» **Task item**: Filter the listing down to the lines containing the word "super".

» **Information supplied**:

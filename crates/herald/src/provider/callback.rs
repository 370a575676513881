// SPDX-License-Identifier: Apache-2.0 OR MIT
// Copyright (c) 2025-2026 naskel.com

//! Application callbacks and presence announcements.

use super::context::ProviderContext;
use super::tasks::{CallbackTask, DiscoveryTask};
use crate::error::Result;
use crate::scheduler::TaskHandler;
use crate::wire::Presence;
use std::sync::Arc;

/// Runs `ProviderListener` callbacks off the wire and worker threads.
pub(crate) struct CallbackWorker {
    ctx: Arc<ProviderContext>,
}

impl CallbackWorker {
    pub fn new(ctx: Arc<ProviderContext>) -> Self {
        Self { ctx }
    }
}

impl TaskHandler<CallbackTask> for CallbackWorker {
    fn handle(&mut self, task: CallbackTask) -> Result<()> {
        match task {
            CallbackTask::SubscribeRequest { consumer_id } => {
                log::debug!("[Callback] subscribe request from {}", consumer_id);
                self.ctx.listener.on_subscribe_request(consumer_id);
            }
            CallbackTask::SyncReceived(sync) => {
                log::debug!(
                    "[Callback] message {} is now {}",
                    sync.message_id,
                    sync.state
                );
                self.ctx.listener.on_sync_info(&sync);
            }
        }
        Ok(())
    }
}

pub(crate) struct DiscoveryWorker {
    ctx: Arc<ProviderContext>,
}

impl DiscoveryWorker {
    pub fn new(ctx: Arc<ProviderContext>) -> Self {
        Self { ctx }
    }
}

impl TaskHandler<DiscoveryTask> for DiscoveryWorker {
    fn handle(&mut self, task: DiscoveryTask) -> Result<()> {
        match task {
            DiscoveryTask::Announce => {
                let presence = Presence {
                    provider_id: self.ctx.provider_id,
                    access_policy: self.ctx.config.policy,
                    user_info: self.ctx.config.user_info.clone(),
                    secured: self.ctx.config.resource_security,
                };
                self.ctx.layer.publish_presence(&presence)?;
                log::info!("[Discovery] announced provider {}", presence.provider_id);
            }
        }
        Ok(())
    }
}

» **Task answer**:
use super::context::ProviderContext;
use super::tasks::{CallbackTask, DiscoveryTask};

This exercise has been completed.